Auch in der zweiten von ihnen untersuchten Region – Basra und seinem schiitischen Umland – konstatierten die französischen TV-Journalisten wirtschaftlichen Fortschritt und nach wie vor Genugtuung über Saddam Husseins Sturz. Nicht zuletzt, weil die britischen Besatzer ihre Sache sehr viel besser als die Amerikaner machen: Sie verschanzen sich weit weniger (müssen sich freilich auch weniger verschanzen) und zollen Kultur und Gesellschaft des Irak offenbar jenen Respekt, den Gerd Bacher an den Amerikanern so sehr vermisst. Trotzdem wird Ruhe und Ordnung nicht von ihnen und auch nicht von der Übergangsregierung, sondern von schiitischen Milizen gewährleistet, die ihre Waffen sicher nicht freiwillig abgeben werden. Auch ihre Forderung nach einem eindeutig muslimischen Staat, nach der Verschleierung der Frauen, dem Verbot von Alkohol und der Geltung der Scharia, wird durch keine neue Verfassung zu brechen sein. Trotzdem bleibt vorstellbar, dass auch hier, im Rahmen einer Art regionalen und religiösen Autonomie, irgendwann eine gewisse Stabilität erreichbar ist.

Dritte und letzte Station der Reportage war Bagdad. Statt der jeweils letzten Explosion wurde das tägliche Leben gefilmt: der überbordende Autoverkehr, die wieder von Waren überquellenden Läden, der Run der handybewehrten Menschen auf die unter Saddam verbotenen Parabolantennen, mit denen man ausländische Sender empfangen kann. Aber auch die Schlangen vor den Tankstellen des Landes mit den zweitgrößten Ölreserven der Welt.

Die interviewten Mitglieder des Mittelstandes anerkennen die wirtschaftliche Erholung, kritisieren aber ihre Langsamkeit, sie zeigen sich unverändert erfreut über Saddams Sturz, aber verstört über den Verlust an Sicherheit.
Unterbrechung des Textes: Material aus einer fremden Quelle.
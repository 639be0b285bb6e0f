//! Test mailers — mock `Mailer` implementations for tests.

use std::sync::Mutex;

use async_trait::async_trait;
use rsvp_core::error::DomainError;
use rsvp_core::mailer::{EmailMessage, Mailer};

/// A configured mailer that records every message it is asked to send.
#[derive(Debug, Default)]
pub struct RecordingMailer {
    sent: Mutex<Vec<EmailMessage>>,
}

impl RecordingMailer {
    /// Create an empty recording mailer.
    #[must_use]
    pub fn new() -> Self {
        Self::default()
    }

    /// Returns a snapshot of all messages sent so far.
    ///
    /// # Panics
    ///
    /// Panics if the internal mutex is poisoned.
    pub fn sent_messages(&self) -> Vec<EmailMessage> {
        self.sent.lock().unwrap().clone()
    }
}

#[async_trait]
impl Mailer for RecordingMailer {
    fn is_configured(&self) -> bool {
        true
    }

    async fn send(&self, message: &EmailMessage) -> Result<(), DomainError> {
        self.sent.lock().unwrap().push(message.clone());
        Ok(())
    }
}

/// A configured mailer whose every send fails.
#[derive(Debug, Default)]
pub struct FailingMailer;

#[async_trait]
impl Mailer for FailingMailer {
    fn is_configured(&self) -> bool {
        true
    }

    async fn send(&self, _message: &EmailMessage) -> Result<(), DomainError> {
        Err(DomainError::Infrastructure("smtp relay rejected".into()))
    }
}
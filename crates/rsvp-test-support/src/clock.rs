//! Fixed clock for deterministic timestamps in tests.

use chrono::{DateTime, Utc};
use rsvp_core::clock::Clock;

/// A clock that always returns a fixed point in time.
#[derive(Debug, Clone, Copy)]
pub struct FixedClock(pub DateTime<Utc>);

impl Clock for FixedClock {
    fn now(&self) -> DateTime<Utc> {
        self.0
    }
}
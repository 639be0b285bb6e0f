//! Brevo transactional email (`POST /v3/smtp/email`).

use async_trait::async_trait;
use rsvp_core::error::DomainError;
use rsvp_core::mailer::{EmailMessage, Mailer};
use serde::Serialize;
use tracing::instrument;

/// Production Brevo endpoint.
pub const BREVO_SEND_URL: &str = "https://api.brevo.com/v3/smtp/email";

#[derive(Debug, Serialize)]
#[serde(rename_all = "camelCase")]
struct BrevoEmailAddress<'a> {
    email: &'a str,
    #[serde(skip_serializing_if = "Option::is_none")]
    name: Option<&'a str>,
}

#[derive(Debug, Serialize)]
#[serde(rename_all = "camelCase")]
struct BrevoSendEmailBody<'a> {
    sender: BrevoEmailAddress<'a>,
    to: Vec<BrevoEmailAddress<'a>>,
    subject: &'a str,
    html_content: &'a str,
}

/// Brevo credentials and sender identity.
#[derive(Clone, Default)]
pub struct BrevoConfig {
    /// API key; blank disables sending.
    pub api_key: String,
    /// Verified sender address; blank disables sending.
    pub sender_email: String,
    /// Optional display name for the sender.
    pub sender_name: Option<String>,
}

impl std::fmt::Debug for BrevoConfig {
    fn fmt(&self, f: &mut std::fmt::Formatter<'_>) -> std::fmt::Result {
        f.debug_struct("BrevoConfig")
            .field("api_key", &"<redacted>")
            .field("sender_email", &self.sender_email)
            .field("sender_name", &self.sender_name)
            .finish()
    }
}

/// Sends email through the Brevo HTTP API.
#[derive(Debug, Clone)]
pub struct BrevoMailer {
    http: reqwest::Client,
    config: BrevoConfig,
    endpoint: String,
}

impl BrevoMailer {
    /// Creates a mailer against the production endpoint.
    #[must_use]
    pub fn new(http: reqwest::Client, config: BrevoConfig) -> Self {
        Self::with_endpoint(http, config, BREVO_SEND_URL)
    }

    /// Creates a mailer against a custom endpoint.
    #[must_use]
    pub fn with_endpoint(
        http: reqwest::Client,
        config: BrevoConfig,
        endpoint: impl Into<String>,
    ) -> Self {
        Self {
            http,
            config,
            endpoint: endpoint.into(),
        }
    }
}

#[async_trait]
impl Mailer for BrevoMailer {
    fn is_configured(&self) -> bool {
        !self.config.api_key.trim().is_empty() && !self.config.sender_email.trim().is_empty()
    }

    #[instrument(skip(self, message), fields(to = %message.to))]
    async fn send(&self, message: &EmailMessage) -> Result<(), DomainError> {
        let body = BrevoSendEmailBody {
            sender: BrevoEmailAddress {
                email: self.config.sender_email.trim(),
                name: self.config.sender_name.as_deref(),
            },
            to: vec![BrevoEmailAddress {
                email: &message.to,
                name: None,
            }],
            subject: &message.subject,
            html_content: &message.html,
        };

        let response = self
            .http
            .post(&self.endpoint)
            .header("api-key", self.config.api_key.trim())
            .header("accept", "application/json")
            .json(&body)
            .send()
            .await
            .map_err(|e| DomainError::Infrastructure(format!("brevo request failed: {e}")))?;

        let status = response.status();
        if status.is_success() {
            return Ok(());
        }
        let text = response.text().await.unwrap_or_default();
        Err(DomainError::Infrastructure(format!(
            "brevo send failed (status={}): {text}",
            status.as_u16()
        )))
    }
}
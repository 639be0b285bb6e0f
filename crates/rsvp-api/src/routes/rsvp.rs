//! Routes for RSVP submission and slot counts.

use std::collections::BTreeMap;

use axum::extract::State;
use axum::extract::rejection::JsonRejection;
use axum::routing::{get, post};
use axum::{Json, Router};
use rsvp_booking::application::{command_handlers, query_handlers};
use rsvp_booking::domain::commands;
use rsvp_core::error::DomainError;
use serde::{Deserialize, Serialize};
use tracing::{info, instrument, warn};
use uuid::Uuid;

use crate::error::ApiError;
use crate::state::AppState;

/// Message returned with every accepted RSVP.
pub const CONFIRMED_MESSAGE: &str = "RSVP confirmed";

const INVALID_BODY_MESSAGE: &str = "Invalid request body";

/// Request body for POST /api/rsvp. Every field is optional at this layer so
/// missing values are reported by domain validation rather than by the
/// extractor.
#[derive(Debug, Deserialize)]
pub struct SubmitRsvpRequest {
    /// Guest display name.
    pub name: Option<String>,
    /// Requested timeslot label.
    pub time: Option<String>,
    /// Optional address for the confirmation email.
    pub email: Option<String>,
}

/// Response body for an accepted RSVP.
#[derive(Debug, Serialize)]
pub struct SubmitRsvpResponse {
    /// Always `true`.
    pub success: bool,
    /// Zero-padded confirmation number.
    pub number: String,
    /// Human-readable confirmation.
    pub message: &'static str,
}

/// Response body for GET /api/rsvp/counts.
#[derive(Debug, Serialize)]
pub struct CountsResponse {
    /// Always `true`.
    pub success: bool,
    /// Records per recognized timeslot.
    pub counts: BTreeMap<String, u32>,
    /// `true` when the store was unreachable and counts are zero defaults.
    pub degraded: bool,
}

/// GET /api/rsvp/counts
#[instrument(skip(state))]
async fn get_counts(State(state): State<AppState>) -> Json<CountsResponse> {
    let view = query_handlers::get_slot_counts(
        state.store.as_ref(),
        &state.settings.layout,
        &state.settings.catalog,
    )
    .await;

    Json(CountsResponse {
        success: true,
        counts: view.counts,
        degraded: view.degraded,
    })
}

/// POST /api/rsvp
#[instrument(skip(state, payload))]
async fn submit_rsvp(
    State(state): State<AppState>,
    payload: Result<Json<SubmitRsvpRequest>, JsonRejection>,
) -> Result<Json<SubmitRsvpResponse>, ApiError> {
    let Json(request) = payload.map_err(|rejection| {
        warn!(error = %rejection.body_text(), "rejecting malformed rsvp body");
        DomainError::Validation(INVALID_BODY_MESSAGE.into())
    })?;

    let command = commands::SubmitRsvp {
        correlation_id: Uuid::new_v4(),
        name: request.name,
        time: request.time,
        email: request.email,
    };

    info!(correlation_id = %command.correlation_id, "handling submit_rsvp command");

    let result = command_handlers::handle_submit_rsvp(
        &command,
        &state.settings,
        state.clock.as_ref(),
        state.store.as_ref(),
        state.mailer.clone(),
    )
    .await
    .inspect_err(|e| {
        if e.is_client_error() {
            info!(correlation_id = %command.correlation_id, reason = %e, "rsvp rejected");
        }
    })?;

    Ok(Json(SubmitRsvpResponse {
        success: true,
        number: result.confirmation_number().to_string(),
        message: CONFIRMED_MESSAGE,
    }))
}

/// Returns the router for the RSVP endpoints.
pub fn router() -> Router<AppState> {
    Router::new()
        .route("/api/rsvp", post(submit_rsvp))
        .route("/api/rsvp/counts", get(get_counts))
}
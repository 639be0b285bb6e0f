//! Domain types for the booking context.

pub mod commands;
pub mod confirmation_email;
pub mod record;
pub mod timeslot;
//! Timeslots and their capacity limits.

use rsvp_core::error::DomainError;

/// Timeslots offered when nothing else is configured.
pub const DEFAULT_TIMESLOTS: [&str; 2] = ["18:00", "19:30"];

/// Capacity applied to every timeslot unless overridden.
pub const DEFAULT_CAPACITY: u32 = 56;

/// A scheduled arrival window with its own capacity limit.
#[derive(Debug, Clone, PartialEq, Eq)]
pub struct Timeslot {
    /// The value clients submit and the table stores, e.g. `"18:00"`.
    pub label: String,
    /// Maximum number of records accepted for this slot.
    pub capacity: u32,
}

impl Timeslot {
    /// Creates a timeslot.
    #[must_use]
    pub fn new(label: impl Into<String>, capacity: u32) -> Self {
        Self {
            label: label.into(),
            capacity,
        }
    }
}

/// The recognized set of timeslots, in configuration order.
#[derive(Debug, Clone, PartialEq, Eq)]
pub struct TimeslotCatalog {
    slots: Vec<Timeslot>,
}

impl TimeslotCatalog {
    /// Builds a catalog.
    ///
    /// # Errors
    ///
    /// Returns `DomainError::Validation` if `slots` is empty, a label is
    /// blank, or a label appears twice.
    pub fn new(slots: Vec<Timeslot>) -> Result<Self, DomainError> {
        if slots.is_empty() {
            return Err(DomainError::Validation(
                "at least one timeslot must be configured".into(),
            ));
        }
        for (i, slot) in slots.iter().enumerate() {
            if slot.label.trim().is_empty() {
                return Err(DomainError::Validation("timeslot label is empty".into()));
            }
            if slots[..i].iter().any(|s| s.label == slot.label) {
                return Err(DomainError::Validation(format!(
                    "duplicate timeslot: {}",
                    slot.label
                )));
            }
        }
        Ok(Self { slots })
    }

    /// Builds a catalog where every label shares one capacity.
    ///
    /// # Errors
    ///
    /// Same as [`TimeslotCatalog::new`].
    pub fn uniform(labels: &[&str], capacity: u32) -> Result<Self, DomainError> {
        Self::new(
            labels
                .iter()
                .map(|label| Timeslot::new(*label, capacity))
                .collect(),
        )
    }

    /// Looks up a slot by its exact label.
    #[must_use]
    pub fn get(&self, label: &str) -> Option<&Timeslot> {
        self.slots.iter().find(|s| s.label == label)
    }

    /// Iterates slots in configuration order.
    pub fn iter(&self) -> impl Iterator<Item = &Timeslot> {
        self.slots.iter()
    }

    /// Number of configured slots.
    #[must_use]
    pub fn len(&self) -> usize {
        self.slots.len()
    }

    /// Always `false`; a catalog holds at least one slot.
    #[must_use]
    pub fn is_empty(&self) -> bool {
        self.slots.is_empty()
    }
}

impl Default for TimeslotCatalog {
    fn default() -> Self {
        Self {
            slots: DEFAULT_TIMESLOTS
                .iter()
                .map(|label| Timeslot::new(*label, DEFAULT_CAPACITY))
                .collect(),
        }
    }
}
Ein Vater erzählt, dass seine Kinder kaum mehr alleine das Haus verlassen; trotzdem freut sich seine Tochter auf ihr Studium.

Die amerikanischen Bombardements, so sieht man, haben wirklich nur einige wenige Ziele – Ministerien, Kasernen, Rüstungsbetriebe – zerstört, die Stadt als Ganzes ist intakt geblieben, und der Terror vermag sie nicht zu lähmen.

Nur dass es natürlich nach wie vor auch jene Elendsviertel gibt, aus denen Muktada al-Sadr seinen Anhang rekrutiert. Nicht nur, weil er genial zu hetzen vermag, sondern auch, weil fast nur radikale muslimische Organisationen Hilfe für die Armen organisieren. Hier wird eines der dramatischsten Versäumnisse Bushs sichtbar: Im Nachkriegsösterreich haben die USA Corned Beef verteilt, Care-Pakete versendet und den Marshall-Plan in Gang gesetzt – im Irak haben sie vor allem die Ölquellen besetzt. Als die Franzosen dort recherchieren wollen – erfragen, wohin das Öl geliefert werde und wer daran verdiene –, erhalten sie keine Dreherlaubnis.

Obwohl die französische Reportage, nicht nur durch diesen Schluss, eher unvoreingenommen wirkt, kann das nicht ganz so düstere Bild des gegenwärtigen Irak, das sie vermittelt, dennoch letztlich falsch sein. Misstrauen gegenüber Berichten aus fernen, fremden Ländern ist immer am Platz: Journalisten, die die Landessprache nicht können, beurteilen denkbar komplexe Phänomene, denen sie nicht selten vierzehn Tage zuvor zum ersten Mal begegnet sind.

Nur sollte man dieses Misstrauen allen Informationen entgegenbringen: auch den zurzeit durchwegs niederschmetternden Schlüssen, die aus den täglichen Horrormeldungen gezogen werden.

Noch ist Bushs Irak-Politik nicht völlig gescheitert – auch wenn ihr Scheitern zweifellos näher liegt als ihr Erfolg.